Retirement

The moment Griffey saved baseball in Seattle 1995 ALDS

I awoke yesterday to a whole new world.  A world where Ken Griffey Jr. is no longer a professional athlete.  I knew the day was coming, as rumors swirled around Seattle, and baseball.  I just thought it would be a little bit different.  I thought Griffey would get to finish the season, and maybe be in the playoffs again.  I thought that the last game of the year, Griffey would come out and hit a home run, putting his mark on the last game he would ever play.  No one ever guessed that his pinch hit ground out to second a few nights ago would be the last at bat of a hall of fame career.  It is fitting though that he would retire 75 years to the day after Babe Ruth retired.

I grew up idolizing Ken Griffey Jr.  He played the game as it should have been played.  He played for the love of the game.  He had fun and played well.  I could go on about his numbers and potential to break records, but what I would rather focus on is his impact on the game. 

Griffey played with, speed and agility with passion.  The Real Seattle Mariners twitter account (@therealseattlemariners), upon announcing his retirement, asked fans to post memories of Griffey with the hashtag ThanksJunior (#ThanksJunior).  My cousin wrote in “Two things that will never be put in the same sentence, Griffey and steroids! #ThanksJunior.”  Griffey played on a level platform and refused to cheat.

I have been a Mariners fan since my early childhood.  I remember their first winning season in 1991, but more importantly, I remember 1994 and 1995.  After the strike, people hated baseball.  They thought the players were whiney and could not care less if baseball stayed or left Seattle.  While it was truly a team effort to rally the fans again and make their first ever playoff run, Griffey got most of the credit, due to his 11th inning slide in to home plate off the Edgar Martinez double down the left field line that won the 5th game against New York.  That iconic picture will be remembered forever both  by Seattle Mariners fans and anyone who loves the game of baseball.  At that moment, by sprinting from first, Griffey sealed the future of baseball in Seattle and guaranteed the building of Safeco Field (and the subsequent destruction of that monstrosity we called the Kingdome).

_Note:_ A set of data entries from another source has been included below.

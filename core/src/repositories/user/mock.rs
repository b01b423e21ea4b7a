//! Mock implementation of UserRepository for testing

use async_trait::async_trait;
use std::collections::HashMap;
use std::sync::Arc;
use tokio::sync::RwLock;
use uuid::Uuid;

use crate::domain::entities::user::User;
use crate::errors::{AuthError, DomainError};

use super::r#trait::UserRepository;

/// Mock user repository for testing
pub struct MockUserRepository {
    users: Arc<RwLock<HashMap<Uuid, User>>>,
    fail_next: Arc<RwLock<bool>>,
}

impl MockUserRepository {
    /// Create a new mock repository
    pub fn new() -> Self {
        Self {
            users: Arc::new(RwLock::new(HashMap::new())),
            fail_next: Arc::new(RwLock::new(false)),
        }
    }

    /// Make the next repository call fail with an internal error
    pub async fn fail_next_call(&self) {
        *self.fail_next.write().await = true;
    }

    async fn check_failure(&self) -> Result<(), DomainError> {
        let mut fail = self.fail_next.write().await;
        if *fail {
            *fail = false;
            return Err(DomainError::Internal {
                message: "Simulated repository failure".to_string(),
            });
        }
        Ok(())
    }
}

impl Default for MockUserRepository {
    fn default() -> Self {
        Self::new()
    }
}

#[async_trait]
impl UserRepository for MockUserRepository {
    async fn find_by_email(&self, email: &str) -> Result<Option<User>, DomainError> {
        self.check_failure().await?;
        let users = self.users.read().await;
        Ok(users.values().find(|u| u.email == email).cloned())
    }

    async fn find_by_id(&self, id: Uuid) -> Result<Option<User>, DomainError> {
        self.check_failure().await?;
        let users = self.users.read().await;
        Ok(users.get(&id).cloned())
    }

    async fn exists_by_email(&self, email: &str) -> Result<bool, DomainError> {
        self.check_failure().await?;
        let users = self.users.read().await;
        Ok(users.values().any(|u| u.email == email))
    }

    async fn exists_by_nickname(&self, nickname: &str) -> Result<bool, DomainError> {
        self.check_failure().await?;
        let users = self.users.read().await;
        Ok(users.values().any(|u| u.nickname == nickname))
    }

    async fn exists_by_phone(&self, phone_number: &str) -> Result<bool, DomainError> {
        self.check_failure().await?;
        let users = self.users.read().await;
        Ok(users.values().any(|u| u.phone_number == phone_number))
    }

    async fn create(&self, user: User) -> Result<User, DomainError> {
        self.check_failure().await?;
        let mut users = self.users.write().await;

        // Unique constraints, soft-deleted rows included
        let taken = users.values().any(|u| {
            u.email == user.email
                || u.nickname == user.nickname
                || u.phone_number == user.phone_number
        });
        if taken {
            return Err(AuthError::UserAlreadyExists.into());
        }

        users.insert(user.id, user.clone());
        Ok(user)
    }

    async fn soft_delete(&self, id: Uuid) -> Result<bool, DomainError> {
        self.check_failure().await?;
        let mut users = self.users.write().await;

        match users.get_mut(&id) {
            Some(user) if !user.is_deleted() => {
                user.soft_delete();
                Ok(true)
            }
            _ => Ok(false),
        }
    }
}
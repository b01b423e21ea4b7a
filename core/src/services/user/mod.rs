//! User account service module
//!
//! This module covers registration and the account lifecycle:
//! - Availability checks for email, nickname, and phone number
//! - Phone verification hand-off for sign-up
//! - Registration with bcrypt password hashing
//! - Account soft deletion

mod config;
mod service;

#[cfg(test)]
mod tests;

pub use config::UserServiceConfig;
pub use service::{UserService, SIGNUP_KIND};
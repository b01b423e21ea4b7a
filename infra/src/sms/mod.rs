//! SMS Service Module
//!
//! SMS gateway implementations for sending verification codes. Both
//! implement the `SmsServiceTrait` defined in `smil_core`:
//!
//! - **SENS**: the NCP SENS HTTP gateway, with HMAC-SHA256 signed requests
//! - **Mock**: logs messages instead of sending them, for development and
//!   tests

pub mod mock_sms;

#[cfg(feature = "sens-sms")]
pub mod sens;

#[cfg(test)]
mod tests;

pub use mock_sms::MockSmsService;

#[cfg(feature = "sens-sms")]
pub use sens::SensSmsService;
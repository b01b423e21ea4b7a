//! MySQL repository implementations

pub mod user_repository_impl;

pub use user_repository_impl::MySqlUserRepository;
//! Mapping from domain errors to HTTP responses
//!
//! Every route funnels its errors through [`to_response`], so the
//! status/code mapping and the disclosure policy live in exactly one place.
//! The whole Unauthorized class (bad credentials, bad or expired code,
//! any token failure, missing or deleted user) shares a single 401 body;
//! the caller can never tell the causes apart. Messages are localized from
//! the `Accept-Language` header, Korean by default.

use actix_web::http::StatusCode;
use actix_web::{HttpRequest, HttpResponse};
use tracing::{error, warn};

use smil_core::errors::{AuthError, DomainError};
use smil_shared::types::{ErrorResponse, Language};

/// Extract the language preference from the `Accept-Language` header
pub fn extract_language(req: &HttpRequest) -> Language {
    req.headers()
        .get("Accept-Language")
        .and_then(|v| v.to_str().ok())
        .map(Language::from_accept_language)
        .unwrap_or_default()
}

/// The uniform 401 body, also used by the guard extractor
pub fn unauthorized_response(lang: Language) -> HttpResponse {
    HttpResponse::Unauthorized().json(ErrorResponse::new(
        "UNAUTHORIZED",
        unauthorized_message(lang),
    ))
}

fn unauthorized_message(lang: Language) -> &'static str {
    match lang {
        Language::English => "Authentication failed.",
        Language::Korean => "인증에 실패했습니다.",
    }
}

/// The 400 body for DTO validation failures, with per-field errors
pub fn validation_response(
    errors: &validator::ValidationErrors,
    req: &HttpRequest,
) -> HttpResponse {
    let lang = extract_language(req);

    let mut details = std::collections::HashMap::new();
    for (field, field_errors) in errors.field_errors() {
        let codes: Vec<String> = field_errors.iter().map(|e| e.code.to_string()).collect();
        details.insert(field.to_string(), serde_json::json!(codes));
    }

    warn!(path = req.path(), fields = ?details.keys(), "Request validation failed");

    let message = match lang {
        Language::English => "Invalid request data.",
        Language::Korean => "요청 데이터가 올바르지 않습니다.",
    };

    HttpResponse::BadRequest()
        .json(ErrorResponse::new("VALIDATION_ERROR", message).with_details(details))
}

/// Convert a domain error into its HTTP response
///
/// Internal and gateway failures are logged here with their cause; the
/// response body only carries a generic message.
pub fn to_response(error: &DomainError, req: &HttpRequest) -> HttpResponse {
    let lang = extract_language(req);

    let (status, code, message) = match error {
        DomainError::Auth(auth_error) => map_auth_error(auth_error, lang),
        DomainError::Token(token_error) => {
            warn!(error = %token_error, path = req.path(), "Token rejected");
            (
                StatusCode::UNAUTHORIZED,
                "UNAUTHORIZED",
                unauthorized_message(lang),
            )
        }
        DomainError::Unauthorized => (
            StatusCode::UNAUTHORIZED,
            "UNAUTHORIZED",
            unauthorized_message(lang),
        ),
        DomainError::Validation { message } => {
            warn!(message = %message, path = req.path(), "Request validation failed");
            (
                StatusCode::BAD_REQUEST,
                "VALIDATION_ERROR",
                match lang {
                    Language::English => "Invalid request data.",
                    Language::Korean => "요청 데이터가 올바르지 않습니다.",
                },
            )
        }
        DomainError::NotFound { resource } => {
            warn!(resource = %resource, path = req.path(), "Resource not found");
            (
                StatusCode::NOT_FOUND,
                "NOT_FOUND",
                match lang {
                    Language::English => "The requested resource was not found.",
                    Language::Korean => "요청한 리소스를 찾을 수 없습니다.",
                },
            )
        }
        DomainError::Internal { message } => {
            error!(message = %message, path = req.path(), "Internal error");
            (
                StatusCode::INTERNAL_SERVER_ERROR,
                "INTERNAL_SERVER_ERROR",
                match lang {
                    Language::English => "An internal error occurred. Please try again later.",
                    Language::Korean => "서버 오류가 발생했습니다. 잠시 후 다시 시도해 주세요.",
                },
            )
        }
    };

    HttpResponse::build(status).json(ErrorResponse::new(code, message))
}

fn map_auth_error(error: &AuthError, lang: Language) -> (StatusCode, &'static str, &'static str) {
    match error {
        // One body for both: wrong password, deleted user, unknown email,
        // expired code, and wrong code must stay indistinguishable.
        AuthError::InvalidCredentials | AuthError::InvalidVerificationCode => (
            StatusCode::UNAUTHORIZED,
            "UNAUTHORIZED",
            unauthorized_message(lang),
        ),
        AuthError::PhoneNotVerified => (
            StatusCode::FORBIDDEN,
            "PHONE_NOT_VERIFIED",
            match lang {
                Language::English => "Phone number has not been verified.",
                Language::Korean => "휴대폰 번호 인증이 완료되지 않았습니다.",
            },
        ),
        AuthError::EmailAlreadyRegistered => (
            StatusCode::CONFLICT,
            "EMAIL_ALREADY_REGISTERED",
            match lang {
                Language::English => "This email address is already registered.",
                Language::Korean => "이미 등록된 이메일 주소입니다.",
            },
        ),
        AuthError::NicknameAlreadyTaken => (
            StatusCode::CONFLICT,
            "NICKNAME_ALREADY_TAKEN",
            match lang {
                Language::English => "This nickname is already taken.",
                Language::Korean => "이미 사용 중인 닉네임입니다.",
            },
        ),
        AuthError::PhoneAlreadyRegistered => (
            StatusCode::CONFLICT,
            "PHONE_ALREADY_REGISTERED",
            match lang {
                Language::English => "This phone number is already registered.",
                Language::Korean => "이미 등록된 휴대폰 번호입니다.",
            },
        ),
        AuthError::UserAlreadyExists => (
            StatusCode::CONFLICT,
            "USER_ALREADY_EXISTS",
            match lang {
                Language::English => "An account with these details already exists.",
                Language::Korean => "이미 존재하는 계정입니다.",
            },
        ),
        AuthError::SmsServiceFailure { reason } => {
            // Reason stays in the logs; the body is generic.
            error!(reason = %reason, "SMS gateway failure");
            (
                StatusCode::SERVICE_UNAVAILABLE,
                "SERVICE_UNAVAILABLE",
                match lang {
                    Language::English => "The service is temporarily unavailable. Please try again later.",
                    Language::Korean => "일시적으로 서비스를 이용할 수 없습니다. 잠시 후 다시 시도해 주세요.",
                },
            )
        }
    }
}
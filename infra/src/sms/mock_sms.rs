//! Mock SMS service for development and testing
//!
//! Logs verification codes instead of sending them, so the full
//! registration flow can run without gateway credentials.

use std::sync::atomic::{AtomicU64, Ordering};

use async_trait::async_trait;
use tracing::info;
use uuid::Uuid;

use smil_core::services::verification::SmsServiceTrait;
use smil_shared::utils::phone::mask_phone;

/// Mock SMS service
///
/// Counts dispatched messages and can simulate gateway failure for
/// exercising error paths.
pub struct MockSmsService {
    message_count: AtomicU64,
    simulate_failure: bool,
}

impl MockSmsService {
    pub fn new() -> Self {
        Self {
            message_count: AtomicU64::new(0),
            simulate_failure: false,
        }
    }

    /// Mock that fails every send
    pub fn with_failure() -> Self {
        Self {
            message_count: AtomicU64::new(0),
            simulate_failure: true,
        }
    }

    /// Number of messages dispatched so far
    pub fn get_message_count(&self) -> u64 {
        self.message_count.load(Ordering::SeqCst)
    }
}

impl Default for MockSmsService {
    fn default() -> Self {
        Self::new()
    }
}

#[async_trait]
impl SmsServiceTrait for MockSmsService {
    async fn send_verification_code(&self, phone: &str, code: &str) -> Result<String, String> {
        if self.simulate_failure {
            return Err("Simulated SMS gateway failure".to_string());
        }

        self.message_count.fetch_add(1, Ordering::SeqCst);
        let message_id = format!("mock-{}", Uuid::new_v4());

        info!(
            phone = %mask_phone(phone),
            code = code,
            message_id = %message_id,
            "Mock SMS dispatched"
        );

        Ok(message_id)
    }
}
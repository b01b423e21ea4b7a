//! Shared utilities and common types for the SMIL backend
//!
//! This crate provides functionality used across all server crates:
//! - Configuration types loaded once at startup and injected explicitly
//! - Common type definitions (language negotiation, response envelopes)
//! - Utility functions (phone number validation and masking)

pub mod config;
pub mod types;
pub mod utils;

// Re-export commonly used items at crate root
pub use config::{
    AppConfig, CacheConfig, DatabaseConfig, Environment, JwtConfig, ServerConfig, SmsConfig,
    SmsProvider, VerificationTtlConfig,
};
pub use types::{ErrorDetail, ErrorResponse, HealthResponse, Language};
pub use utils::phone;
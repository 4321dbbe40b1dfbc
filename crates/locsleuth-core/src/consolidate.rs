/// Bottom-up consolidation — one sweep that turns "lines directly in this
/// directory" into "lines in this directory and everything beneath it",
/// and orders every sibling group biggest-first.
///
/// Totals are recomputed from scratch on every call (each node's total is
/// re-seeded from its directly-contained count before any folding), so
/// running consolidation twice in a row changes nothing.
use crate::model::{DirTree, NodeIndex};

/// Fold child totals into parents and sort every sibling group by
/// descending total, in a single post-order sweep.
///
/// Post-order guarantees the ordering the fold needs: a node's children
/// have all folded into it before it folds into its own parent, and by the
/// time a node's children are sorted their totals are final. The folds use
/// relaxed atomic adds — nothing orders against them except the walk
/// having finished first, which the caller's `&mut` access already proves.
pub fn consolidate(tree: &mut DirTree) {
    // Re-seed every total from the directly-contained count. This is what
    // makes repeated consolidation idempotent instead of doubling.
    for idx in tree.pre_order() {
        tree.get(idx).reset_total();
    }

    // The sibling sort relinks the tree while we iterate, so materialise
    // the post-order sequence once up front.
    let order: Vec<NodeIndex> = tree.post_order().collect();
    for idx in order {
        let total = tree.get(idx).total_lines();
        if let Some(parent) = tree.parent_of(idx) {
            tree.get(parent).add_to_total(total);
        }
        tree.sort_children_by(idx, |a, b| b.total_lines().cmp(&a.total_lines()));
    }
}

#[cfg(test)]
mod tests {
    use super::*;
    use compact_str::CompactString;

    fn name(s: &str) -> CompactString {
        CompactString::new(s)
    }

    /// root(2 own) -> a(3 own) -> a1(7 own), root -> b(5 own)
    fn build_tree() -> (DirTree, NodeIndex, NodeIndex, NodeIndex, NodeIndex) {
        let mut tree = DirTree::reserve(8).unwrap();
        let root = tree.insert_root(name("root")).unwrap();
        let a = tree.insert_child(root, name("a")).unwrap();
        let b = tree.insert_child(root, name("b")).unwrap();
        let a1 = tree.insert_child(a, name("a1")).unwrap();
        tree.get(root).add_file_lines(2);
        tree.get(a).add_file_lines(3);
        tree.get(b).add_file_lines(5);
        tree.get(a1).add_file_lines(7);
        (tree, root, a, b, a1)
    }

    #[test]
    fn totals_bubble_up_to_every_ancestor() {
        let (mut tree, root, a, b, a1) = build_tree();
        consolidate(&mut tree);

        assert_eq!(tree.get(a1).total_lines(), 7);
        assert_eq!(tree.get(a).total_lines(), 10);
        assert_eq!(tree.get(b).total_lines(), 5);
        assert_eq!(tree.get(root).total_lines(), 17);
        // Directly-contained counts are left untouched.
        assert_eq!(tree.get(root).file_lines(), 2);
        assert_eq!(tree.get(a).file_lines(), 3);
    }

    #[test]
    fn siblings_are_ordered_biggest_first() {
        let (mut tree, root, a, b, _a1) = build_tree();
        consolidate(&mut tree);

        // a totals 10, b totals 5 — a must now come first.
        let kids: Vec<_> = tree.children(root).collect();
        assert_eq!(kids, vec![a, b]);

        let mut last = u64::MAX;
        for child in tree.children(root) {
            let total = tree.get(child).total_lines();
            assert!(total <= last, "sibling order must be non-increasing");
            last = total;
        }
    }

    #[test]
    fn consolidation_is_idempotent() {
        let (mut tree, root, a, b, a1) = build_tree();
        consolidate(&mut tree);
        let first: Vec<u64> = [root, a, b, a1]
            .iter()
            .map(|&i| tree.get(i).total_lines())
            .collect();
        let first_order: Vec<_> = tree.pre_order().collect();

        consolidate(&mut tree);
        let second: Vec<u64> = [root, a, b, a1]
            .iter()
            .map(|&i| tree.get(i).total_lines())
            .collect();
        let second_order: Vec<_> = tree.pre_order().collect();

        assert_eq!(first, second);
        assert_eq!(first_order, second_order);
    }

    #[test]
    fn ties_keep_insertion_order_across_runs() {
        let mut tree = DirTree::reserve(8).unwrap();
        let root = tree.insert_root(name("root")).unwrap();
        let x = tree.insert_child(root, name("x")).unwrap();
        let y = tree.insert_child(root, name("y")).unwrap();
        let z = tree.insert_child(root, name("z")).unwrap();
        tree.get(x).add_file_lines(4);
        tree.get(y).add_file_lines(9);
        tree.get(z).add_file_lines(4);

        consolidate(&mut tree);
        let kids: Vec<_> = tree.children(root).collect();
        assert_eq!(kids, vec![y, x, z]);

        consolidate(&mut tree);
        let again: Vec<_> = tree.children(root).collect();
        assert_eq!(again, kids);
    }

    #[test]
    fn lone_root_consolidates_to_its_own_lines() {
        let mut tree = DirTree::reserve(2).unwrap();
        let root = tree.insert_root(name("root")).unwrap();
        tree.get(root).add_file_lines(12);
        consolidate(&mut tree);
        assert_eq!(tree.get(root).total_lines(), 12);
        assert_eq!(tree.children(root).count(), 0);
    }

    #[test]
    fn empty_tree_is_a_no_op() {
        let mut tree = DirTree::reserve(4).unwrap();
        consolidate(&mut tree);
        assert!(tree.is_empty());
    }

    #[test]
    fn deep_chain_accumulates_through_every_level() {
        let mut tree = DirTree::reserve(16).unwrap();
        let mut current = tree.insert_root(name("d0")).unwrap();
        let root = current;
        for i in 1..10 {
            current = tree
                .insert_child(current, name(&format!("d{i}")))
                .unwrap();
            tree.get(current).add_file_lines(1);
        }
        consolidate(&mut tree);
        assert_eq!(tree.get(root).total_lines(), 9);
    }
}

I was very upset they day Griffey was traded to the Reds, though certainly grateful that he went to the national league so he would not be able to beat up on our pitchers, and rob our hitters of home runs.  I went out the next day and bought the only baseball jersey that I have ever owned in hopes that one day, he would come back and I could proudly wear my Griffey jersey again.  I hung on to that Jersey and wore it the first chance I got to see him return to the house that he built. 

Though not a native, Griffey will always be a part of Seattle.  While he most likely did not pick up a hammer or draw a design (one of the reasons he left Seattle, was because the design of Safeco was not conducive to their his offense or defense), Safeco is truly “The house Junior built”. 

Junior,

I know that you have longed to be with your family for a long time.  Thank you for returning to Seattle to allow us to say goodbye to you properly.  Your mark on the City of Seattle will stand longer than Safeco Field itself.  I am in mourning today as it feels as though we have lost a part of our family, though I am grateful that you are able to return to yours.  Enjoy the extra time with your family, and your retirement.